Lycopene not only gives fruit that vibrant red colour but it also acts as an incredibly powerful antioxidant. Antioxidants protect us against the free radicals that cause oxidative damage to our cells, often resulting in serious illness such as cancer. It would also seem that healthy levels of lycopene in our fat tissues are also associated with reduced risk of heart attacks. This is due to the prevention of oxidation of cholesterol that so often leads to atherosclerosis and heart attacks.

Vitamin C and Vitamin A work on free radicals as well and are particularly linked to those that cause an increase in the severity of certain inflammatory diseases such as asthma and arthritis.

Vitamin A is essential for our healthy eyesight, especially at night. It helps cells produce normally which is why it is important in the first few months of pregnancy. It is also necessary for the health of our skin, the mucus membranes in our respiratory system (hence its benefits for asthma sufferers), bones, soft tissues and digestive and urinary tracts.

Other nutrients in watermelon that are beneficial.

Vitamin B1 (Thiamin) is a water- soluble vitamin, which means that it cannot be stored in the body. Any excess is excreted in our urine so it is essential that we obtain sufficient from our diet. Vitamin B1 helps to fuel our bodies by converting blood sugar into energy and also keeps our mucus membranes healthy. It is also needed to work with other B vitamins in maintaining a healthy nervous system

Vitamin B6 (Pyridoxine) is the Master Vitamin for processing Amino Acids – the building blocks of all proteins and some hormones. It assists in the formation of several neurotransmitters and can therefore help regulate mood. It has been shown to help lower homocysteine levels in the blood linked to heart disease, osteoporosis and Alzheimer’s disease. It produces haemoglobin the oxygen carrying pigment in the blood. It helps the release of carbohydrates stored in the liver and muscles for energy. It is involved in the production of antibodies and it helps balance female hormones. It is needed for the production of serotonin along with tryptophan and B12.
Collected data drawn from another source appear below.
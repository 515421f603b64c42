//! Scorer capability and the native linear models.

use crate::artifact::ModelArtifact;
use crate::error::{ModelError, ModelResult};
use crate::remote::RemoteScorer;
use async_trait::async_trait;
use serde::Deserialize;
use std::path::PathBuf;
use std::sync::Arc;

/// Maps a feature vector to a score.
#[cfg_attr(test, mockall::automock)]
#[async_trait]
pub trait Scorer: Send + Sync {
    async fn score(&self, features: &[f64]) -> ModelResult<f64>;

    /// Short description for logs.
    fn describe(&self) -> String;
}

/// How a raw linear score is turned into the model output.
#[derive(Debug, Clone, Copy, PartialEq, Eq)]
pub enum ScorerKind {
    /// Regression: the linear score itself.
    Linear,
    /// Classification: sigmoid of the linear score, in [0, 1].
    Logistic,
}

/// Where a model comes from, as configured.
#[derive(Debug, Clone, Deserialize)]
#[serde(tag = "kind", rename_all = "snake_case")]
pub enum ScorerSource {
    /// Coefficient file on disk.
    Artifact { path: PathBuf },
    /// Remote inference endpoint.
    Remote {
        url: String,
        #[serde(default = "default_remote_timeout_ms")]
        timeout_ms: u64,
    },
}

fn default_remote_timeout_ms() -> u64 {
    1000
}

/// Build a shared scorer from its configured source.
pub fn build_scorer(
    source: &ScorerSource,
    kind: ScorerKind,
    expected_features: usize,
) -> ModelResult<Arc<dyn Scorer>> {
    match source {
        ScorerSource::Artifact { path } => {
            let artifact = ModelArtifact::load(path, expected_features)?;
            Ok(match kind {
                ScorerKind::Linear => Arc::new(LinearScorer::new(artifact)),
                ScorerKind::Logistic => Arc::new(LogisticScorer::new(artifact)),
            })
        }
        ScorerSource::Remote { url, timeout_ms } => Ok(Arc::new(RemoteScorer::new(
            url.clone(),
            *timeout_ms,
            kind,
            expected_features,
        )?)),
    }
}

/// Linear regression scorer.
#[derive(Debug, Clone)]
pub struct LinearScorer {
    artifact: ModelArtifact,
}

impl LinearScorer {
    pub fn new(artifact: ModelArtifact) -> Self {
        Self { artifact }
    }
}

#[async_trait]
impl Scorer for LinearScorer {
    async fn score(&self, features: &[f64]) -> ModelResult<f64> {
        self.artifact.linear(features)
    }

    fn describe(&self) -> String {
        format!("linear({} features)", self.artifact.coefficients.len())
    }
}

/// Logistic regression scorer; outputs the positive-class probability.
#[derive(Debug, Clone)]
pub struct LogisticScorer {
    artifact: ModelArtifact,
}

impl LogisticScorer {
    pub fn new(artifact: ModelArtifact) -> Self {
        Self { artifact }
    }
}

#[async_trait]
impl Scorer for LogisticScorer {
    async fn score(&self, features: &[f64]) -> ModelResult<f64> {
        let z = self.artifact.linear(features)?;
        let p = sigmoid(z);
        if p.is_nan() {
            return Err(ModelError::InvalidScore(p));
        }
        Ok(p)
    }

    fn describe(&self) -> String {
        format!("logistic({} features)", self.artifact.coefficients.len())
    }
}

pub(crate) fn sigmoid(z: f64) -> f64 {
    if z >= 0.0 {
        1.0 / (1.0 + (-z).exp())
    } else {
        let e = z.exp();
        e / (1.0 + e)
    }
}

#[cfg(test)]
mod tests {
    use super::*;

    fn artifact(coefficients: Vec<f64>, intercept: f64) -> ModelArtifact {
        ModelArtifact {
            feature_names: vec![],
            coefficients,
            intercept,
        }
    }

    #[tokio::test]
    async fn test_logistic_baseline_is_sigmoid_of_intercept() {
        let scorer = LogisticScorer::new(artifact(vec![3.0, -2.0], 0.0));
        let p = scorer.score(&[0.0, 0.0]).await.unwrap();
        assert_eq!(p, 0.5);
    }

    #[tokio::test]
    async fn test_logistic_extremes_stay_finite() {
        let scorer = LogisticScorer::new(artifact(vec![1.0, 0.0], 0.0));
        assert!(scorer.score(&[1e6, 0.0]).await.unwrap() <= 1.0);
        assert!(scorer.score(&[-1e6, 0.0]).await.unwrap() >= 0.0);
    }

    #[tokio::test]
    async fn test_linear_scorer() {
        let scorer = LinearScorer::new(artifact(vec![1.0, 2.0, 0.0, 0.001], 0.1));
        let s = scorer.score(&[0.01, 10.0, 5e6, 1000.0]).await.unwrap();
        assert!((s - (0.1 + 0.01 + 20.0 + 1.0)).abs() < 1e-9);
    }

    #[tokio::test]
    async fn test_feature_mismatch_propagates() {
        let scorer = LinearScorer::new(artifact(vec![1.0, 2.0], 0.0));
        assert!(matches!(
            scorer.score(&[1.0]).await,
            Err(ModelError::FeatureMismatch { .. })
        ));
    }

    #[test]
    fn test_source_deserialize() {
        #[derive(Deserialize)]
        struct Wrapper {
            classifier: ScorerSource,
            regressor: ScorerSource,
        }
        let parsed: Wrapper = serde_json::from_value(serde_json::json!({
            "classifier": {"kind": "artifact", "path": "models/mt.json"},
            "regressor": {"kind": "remote", "url": "http://localhost:9000/score"}
        }))
        .unwrap();

        assert!(matches!(parsed.classifier, ScorerSource::Artifact { .. }));
        match parsed.regressor {
            ScorerSource::Remote { timeout_ms, .. } => assert_eq!(timeout_ms, 1000),
            other => panic!("Expected remote, got {other:?}"),
        }
    }

    #[test]
    fn test_build_from_missing_artifact_fails() {
        let source = ScorerSource::Artifact {
            path: PathBuf::from("/nonexistent.json"),
        };
        assert!(build_scorer(&source, ScorerKind::Logistic, 2).is_err());
    }
}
Magnesium is an essential mineral needed for bone, protein and fatty acid formation, forming new cells, activating the B vitamins, relaxing muscles, clotting blood and forming ATP the fuel the body runs on. The secretion and action of insulin also needs magnesium. It is needed to balance calcium in the body and too much can result in very low levels of calcium.
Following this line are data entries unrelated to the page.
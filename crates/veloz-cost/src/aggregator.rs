//! Net cost aggregation.

use crate::error::CostResult;
use crate::fee::FeeTier;
use crate::slippage::{SlippageFeatures, SlippageModel};
use crate::volume::VolumeResolver;
use rust_decimal::prelude::ToPrimitive;
use rust_decimal::Decimal;
use tracing::trace;
use veloz_core::{CostBreakdown, OrderBookSnapshot, VolumeProvenance};

/// Cost components for one tick.
#[derive(Debug, Clone, Copy, PartialEq)]
pub struct CostEstimate {
    pub slippage: f64,
    pub fee: f64,
    /// `slippage + impact.total() + fee`
    pub net_cost: f64,
    pub volume: VolumeProvenance,
    pub features: SlippageFeatures,
}

/// Combines fee, slippage and impact.
pub struct CostAggregator {
    slippage: SlippageModel,
    volume: VolumeResolver,
    fee_tier: FeeTier,
}

impl CostAggregator {
    pub fn new(slippage: SlippageModel, volume: VolumeResolver, fee_tier: FeeTier) -> Self {
        Self {
            slippage,
            volume,
            fee_tier,
        }
    }

    /// Fee in exact decimal, reported as `f64`.
    pub fn fee(&self, notional: Decimal) -> f64 {
        self.fee_tier.fee(notional).to_f64().unwrap_or(0.0)
    }

    pub async fn estimate(
        &self,
        book: &OrderBookSnapshot,
        notional: Decimal,
        impact: &CostBreakdown,
    ) -> CostResult<CostEstimate> {
        let volume = self.volume.resolve(&book.inst_id).await?;
        let notional_f64 = notional.to_f64().unwrap_or(0.0);

        let features = SlippageFeatures::compute(book, volume.value, notional_f64);
        let slippage = self.slippage.estimate(&features).await?;
        let fee = self.fee(notional);
        let net_cost = slippage + impact.total() + fee;

        trace!(
            inst_id = %book.inst_id,
            slippage,
            fee,
            net_cost,
            volume = %volume.provenance,
            "Cost aggregated"
        );

        Ok(CostEstimate {
            slippage,
            fee,
            net_cost,
            volume: volume.provenance,
            features,
        })
    }
}
//! Maker/taker classification.

use crate::error::ModelResult;
use crate::scorer::Scorer;
use std::sync::Arc;
use tracing::trace;
use veloz_core::{MakerTaker, OrderBookSnapshot, TradeSide};

/// Classifier inputs derived from one snapshot.
#[derive(Debug, Clone, Copy, PartialEq)]
pub struct MakerTakerFeatures {
    /// How far the trade price reaches into the spread, in spreads.
    pub rel_aggr: f64,
    /// Trade size over the combined top-5 depth.
    pub size_depth_ratio: f64,
}

impl MakerTakerFeatures {
    /// Derive features for a trade at `price` of `size` on `side`.
    pub fn compute(book: &OrderBookSnapshot, price: f64, side: TradeSide, size: f64) -> Self {
        let best_bid = book.best_bid().as_f64();
        let best_ask = book.best_ask().as_f64();
        let spread = best_ask - best_bid;

        let aggr = match side {
            TradeSide::Buy => price - best_bid,
            TradeSide::Sell => best_ask - price,
        };
        let rel_aggr = if spread > 0.0 { aggr / spread } else { 0.0 };

        let depth = book.depth();
        let size_depth_ratio = if depth > 0.0 { size / depth } else { 0.0 };

        Self {
            rel_aggr,
            size_depth_ratio,
        }
    }

    pub fn to_vec(self) -> [f64; 2] {
        [self.rel_aggr, self.size_depth_ratio]
    }
}

/// Output of one classification.
#[derive(Debug, Clone, Copy, PartialEq)]
pub struct Classification {
    pub features: MakerTakerFeatures,
    pub taker_probability: f64,
    pub label: MakerTaker,
}

/// Maker/taker classifier over a shared scorer.
#[derive(Clone)]
pub struct ClassificationService {
    scorer: Arc<dyn Scorer>,
    default_side: TradeSide,
}

impl ClassificationService {
    pub fn new(scorer: Arc<dyn Scorer>, default_side: TradeSide) -> Self {
        Self {
            scorer,
            default_side,
        }
    }

    /// Classify an order of `notional` against `book`.
    ///
    /// Trade price, side and size come from the snapshot's trade fields when
    /// present; otherwise the best ask, the configured side, and
    /// `notional / price`.
    pub async fn classify(
        &self,
        book: &OrderBookSnapshot,
        notional: f64,
    ) -> ModelResult<Classification> {
        let hint = book.trade.unwrap_or_default();

        let price = hint
            .price
            .unwrap_or_else(|| book.best_ask())
            .as_f64();
        let side = hint.side.unwrap_or(self.default_side);
        let size = match hint.size {
            Some(size) => size.as_f64(),
            None if price > 0.0 => notional / price,
            None => 0.0,
        };

        let features = MakerTakerFeatures::compute(book, price, side, size);
        let taker_probability = self.scorer.score(&features.to_vec()).await?;
        let label = MakerTaker::from_probability(taker_probability);

        trace!(
            rel_aggr = features.rel_aggr,
            size_depth_ratio = features.size_depth_ratio,
            taker_probability,
            %label,
            "Classified"
        );

        Ok(Classification {
            features,
            taker_probability,
            label,
        })
    }
}
//! WebSocket connection manager.
//!
//! Handles the connection lifecycle for one book subscription: connect,
//! subscribe, bounded receive, and fixed-delay backoff between attempts.
//! Retries are unbounded; only a shutdown request ends the cycle.

use crate::error::{WsError, WsResult};
use crate::message::{PushMessage, WsMessage, WsRequest};
use futures_util::stream::{SplitSink, SplitStream};
use futures_util::{SinkExt, StreamExt};
use parking_lot::RwLock;
use std::sync::atomic::{AtomicU32, Ordering};
use std::sync::Arc;
use std::time::{Duration, Instant};
use tokio::net::TcpStream;
use tokio_tungstenite::{
    connect_async_tls_with_config, tungstenite::Message, MaybeTlsStream, WebSocketStream,
};
use tokio_util::sync::CancellationToken;
use tracing::{debug, error, info, warn};

type WsStream = WebSocketStream<MaybeTlsStream<TcpStream>>;

/// Subscription target: one channel for one instrument.
#[derive(Debug, Clone)]
pub struct SubscriptionTarget {
    /// Channel name (e.g., "books", "books5").
    pub channel: String,
    /// Instrument identifier (e.g., "BTC-USDT").
    pub inst_id: String,
}

/// Connection configuration.
#[derive(Debug, Clone)]
pub struct ConnectionConfig {
    /// WebSocket URL.
    pub url: String,
    /// Fixed delay between reconnection attempts.
    pub reconnect_delay_ms: u64,
    /// Upper bound on a single receive (and on the connect handshake).
    pub recv_timeout_ms: u64,
    /// Book channel to subscribe to.
    pub subscription: SubscriptionTarget,
}

impl Default for ConnectionConfig {
    fn default() -> Self {
        Self {
            url: "wss://ws.okx.com:8443/ws/v5/public".to_string(),
            reconnect_delay_ms: 2000,
            recv_timeout_ms: 5000,
            subscription: SubscriptionTarget {
                channel: "books".to_string(),
                inst_id: "BTC-USDT".to_string(),
            },
        }
    }
}

/// Connection state.
#[derive(Debug, Clone, Copy, PartialEq, Eq)]
pub enum ConnectionState {
    Disconnected,
    Connecting,
    Subscribed,
    Streaming,
    Backoff,
    /// Terminal: entered on shutdown from any state.
    Stopped,
}

impl ConnectionState {
    /// Stable label for metrics and logs.
    pub fn as_str(&self) -> &'static str {
        match self {
            Self::Disconnected => "disconnected",
            Self::Connecting => "connecting",
            Self::Subscribed => "subscribed",
            Self::Streaming => "streaming",
            Self::Backoff => "backoff",
            Self::Stopped => "stopped",
        }
    }

    pub const ALL: [ConnectionState; 6] = [
        Self::Disconnected,
        Self::Connecting,
        Self::Subscribed,
        Self::Streaming,
        Self::Backoff,
        Self::Stopped,
    ];
}

/// Outcome of one bounded receive.
#[derive(Debug)]
pub enum Received {
    /// A data push, with the time spent waiting for it.
    Push {
        message: PushMessage,
        waited: Duration,
    },
    /// Nothing arrived within the receive timeout.
    Idle,
    /// Shutdown was requested while waiting.
    Shutdown,
}

/// WebSocket connection manager.
pub struct ConnectionManager {
    config: ConnectionConfig,
    state: Arc<RwLock<ConnectionState>>,
    /// Consecutive failed attempts since the last successful subscribe.
    reconnect_count: AtomicU32,
    /// Cancellation token for graceful shutdown.
    shutdown_token: CancellationToken,
}

impl ConnectionManager {
    /// Create a new connection manager.
    pub fn new(config: ConnectionConfig, shutdown_token: CancellationToken) -> Self {
        Self {
            config,
            state: Arc::new(RwLock::new(ConnectionState::Disconnected)),
            reconnect_count: AtomicU32::new(0),
            shutdown_token,
        }
    }

    pub fn config(&self) -> &ConnectionConfig {
        &self.config
    }

    /// Get current connection state.
    pub fn state(&self) -> ConnectionState {
        *self.state.read()
    }

    /// Shared handle on the state, for observers outside the session task.
    pub fn state_handle(&self) -> Arc<RwLock<ConnectionState>> {
        self.state.clone()
    }

    pub fn reconnect_count(&self) -> u32 {
        self.reconnect_count.load(Ordering::Relaxed)
    }

    /// Check if shutdown has been requested.
    pub fn is_shutdown(&self) -> bool {
        self.shutdown_token.is_cancelled()
    }

    /// Enter the terminal state.
    pub fn mark_stopped(&self) {
        *self.state.write() = ConnectionState::Stopped;
    }

    /// Connect and send the subscribe request. The state moves to
    /// `Subscribed` when the venue acknowledges it.
    ///
    /// The handshake is bounded by the receive timeout and abandoned on
    /// shutdown.
    pub async fn open(&self) -> WsResult<FeedStream> {
        if self.is_shutdown() {
            return Err(WsError::Shutdown);
        }

        *self.state.write() = ConnectionState::Connecting;
        info!(url = %self.config.url, "Connecting to WebSocket");

        let timeout = Duration::from_millis(self.config.recv_timeout_ms);
        let connect = connect_async_tls_with_config(&self.config.url, None, true, None);

        let ws_stream = tokio::select! {
            () = self.shutdown_token.cancelled() => return Err(WsError::Shutdown),
            result = tokio::time::timeout(timeout, connect) => match result {
                Ok(connected) => connected?.0,
                Err(_) => {
                    return Err(WsError::ConnectionFailed(format!(
                        "handshake exceeded {}ms",
                        self.config.recv_timeout_ms
                    )))
                }
            },
        };

        let (mut write, read) = ws_stream.split();

        let target = &self.config.subscription;
        let request = WsRequest::subscribe(&target.channel, &target.inst_id);
        write.send(Message::Text(serde_json::to_string(&request)?)).await?;

        self.reconnect_count.store(0, Ordering::Relaxed);
        info!(
            channel = %target.channel,
            inst_id = %target.inst_id,
            "Subscription sent"
        );

        Ok(FeedStream {
            write,
            read,
            state: self.state.clone(),
            recv_timeout: timeout,
            shutdown_token: self.shutdown_token.clone(),
        })
    }

    /// Wait out the fixed reconnect delay.
    ///
    /// Returns `false` if shutdown was requested during the wait.
    pub async fn backoff(&self) -> bool {
        *self.state.write() = ConnectionState::Backoff;
        let attempt = self.reconnect_count.fetch_add(1, Ordering::Relaxed) + 1;
        let delay = Duration::from_millis(self.config.reconnect_delay_ms);
        warn!(attempt, delay_ms = delay.as_millis() as u64, "Reconnecting");

        tokio::select! {
            () = tokio::time::sleep(delay) => true,
            () = self.shutdown_token.cancelled() => {
                info!("Shutdown requested during backoff");
                false
            }
        }
    }
}

/// An open, subscribed connection.
pub struct FeedStream {
    write: SplitSink<WsStream, Message>,
    read: SplitStream<WsStream>,
    state: Arc<RwLock<ConnectionState>>,
    recv_timeout: Duration,
    shutdown_token: CancellationToken,
}

impl FeedStream {
    /// Receive the next data push.
    ///
    /// Control traffic (acks, pongs, pings) is handled here and never
    /// returned. A subscription error event or a closed stream is an error;
    /// the caller reconnects.
    pub async fn recv(&mut self) -> WsResult<Received> {
        let started = Instant::now();

        loop {
            let remaining = self.recv_timeout.saturating_sub(started.elapsed());

            let msg = tokio::select! {
                biased;

                () = self.shutdown_token.cancelled() => {
                    info!("Shutdown signal received in message loop");
                    if let Err(e) = self.write.send(Message::Close(None)).await {
                        warn!(?e, "Failed to send Close frame during shutdown");
                    }
                    return Ok(Received::Shutdown);
                }

                result = tokio::time::timeout(remaining, self.read.next()) => match result {
                    Ok(msg) => msg,
                    Err(_) => {
                        debug!("Receive timed out, sending keep-alive");
                        self.write.send(Message::Text("ping".to_string())).await?;
                        return Ok(Received::Idle);
                    }
                },
            };

            match msg {
                Some(Ok(Message::Text(text))) => match WsMessage::parse(&text)? {
                    WsMessage::Push(message) => {
                        if *self.state.read() != ConnectionState::Streaming {
                            *self.state.write() = ConnectionState::Streaming;
                            info!(channel = %message.arg.channel, "Streaming");
                        }
                        return Ok(Received::Push {
                            message,
                            waited: started.elapsed(),
                        });
                    }
                    WsMessage::Event(ev) if ev.is_error() => {
                        let detail = format!(
                            "code={} msg={}",
                            ev.code.unwrap_or_default(),
                            ev.msg.unwrap_or_default()
                        );
                        error!(%detail, "Subscription rejected");
                        return Err(WsError::SubscriptionError(detail));
                    }
                    WsMessage::Event(ev) if ev.is_subscribe_ack() => {
                        *self.state.write() = ConnectionState::Subscribed;
                        info!(arg = ?ev.arg, conn_id = ?ev.conn_id, "Subscribed");
                    }
                    WsMessage::Event(ev) => {
                        debug!(event = %ev.event, arg = ?ev.arg, "Control event");
                    }
                    WsMessage::Pong => {
                        debug!("Received keep-alive pong");
                    }
                },
                Some(Ok(Message::Ping(data))) => {
                    debug!("Received ping, sending pong");
                    self.write.send(Message::Pong(data)).await?;
                }
                Some(Ok(Message::Close(frame))) => {
                    let (code, reason) = frame
                        .map(|f| (f.code.into(), f.reason.to_string()))
                        .unwrap_or((1000, "Normal close".to_string()));
                    warn!(code, %reason, "WebSocket closed by server");
                    return Err(WsError::ConnectionClosed { code, reason });
                }
                Some(Err(e)) => {
                    error!(?e, "WebSocket read error");
                    return Err(e.into());
                }
                None => {
                    warn!("WebSocket stream ended");
                    return Err(WsError::ConnectionClosed {
                        code: 1006,
                        reason: "Stream ended".to_string(),
                    });
                }
                _ => {}
            }
        }
    }
}

#[cfg(test)]
mod tests {
    use super::*;

    #[test]
    fn test_default_config() {
        let config = ConnectionConfig::default();
        assert_eq!(config.reconnect_delay_ms, 2000);
        assert_eq!(config.recv_timeout_ms, 5000);
        assert_eq!(config.subscription.channel, "books");
    }

    #[test]
    fn test_state_labels_unique() {
        let labels: std::collections::HashSet<_> =
            ConnectionState::ALL.iter().map(|s| s.as_str()).collect();
        assert_eq!(labels.len(), ConnectionState::ALL.len());
    }

    #[tokio::test]
    async fn test_open_after_shutdown_refused() {
        let token = CancellationToken::new();
        let manager = ConnectionManager::new(ConnectionConfig::default(), token.clone());
        token.cancel();

        assert!(matches!(manager.open().await, Err(WsError::Shutdown)));
        assert_eq!(manager.state(), ConnectionState::Disconnected);
    }

    #[tokio::test]
    async fn test_backoff_interrupted_by_shutdown() {
        let token = CancellationToken::new();
        let config = ConnectionConfig {
            reconnect_delay_ms: 60_000,
            ..Default::default()
        };
        let manager = ConnectionManager::new(config, token.clone());

        let canceller = tokio::spawn(async move {
            tokio::time::sleep(Duration::from_millis(20)).await;
            token.cancel();
        });

        let started = Instant::now();
        assert!(!manager.backoff().await);
        assert!(started.elapsed() < Duration::from_secs(5));
        assert_eq!(manager.state(), ConnectionState::Backoff);
        assert_eq!(manager.reconnect_count(), 1);
        canceller.await.unwrap();
    }

    #[tokio::test]
    async fn test_backoff_waits_fixed_delay() {
        let manager = ConnectionManager::new(
            ConnectionConfig {
                reconnect_delay_ms: 50,
                ..Default::default()
            },
            CancellationToken::new(),
        );

        let started = Instant::now();
        assert!(manager.backoff().await);
        assert!(manager.backoff().await);
        assert!(started.elapsed() >= Duration::from_millis(100));
        assert_eq!(manager.reconnect_count(), 2);
    }
}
Potassium is the main cation (positively charged electrolyte). It reacts with sodium and chloride to maintain a perfect working environment in and around each cell. It allows the transmission of nerve impulses and helps maintain the correct fluid balance in the body. It also regulates levels of acidity and alkalinity in the body. It is also required for carbohydrate and protein metabolism. It is connected to normal heart rhythms.

Buying the best watermelons

There are about 1200 different varieties of watermelon and when you are picking one in the supermarket make sure the melon is symmetrical and firm with no cuts or bruises. The heavier it feels the better, as it is 92% water. If it feels a little light then it may be dry inside. If you are buying cut watermelon make sure the skin is bright red as pink flesh with white pith means it is past its sell by date. Eat within a couple of days. You can store at room temperature but it is best served chilled.

Some of my tried and trusted watermelon recipes over the years.

You can use chopped watermelon in salads and in desserts but I have a couple of recipes that are slightly different.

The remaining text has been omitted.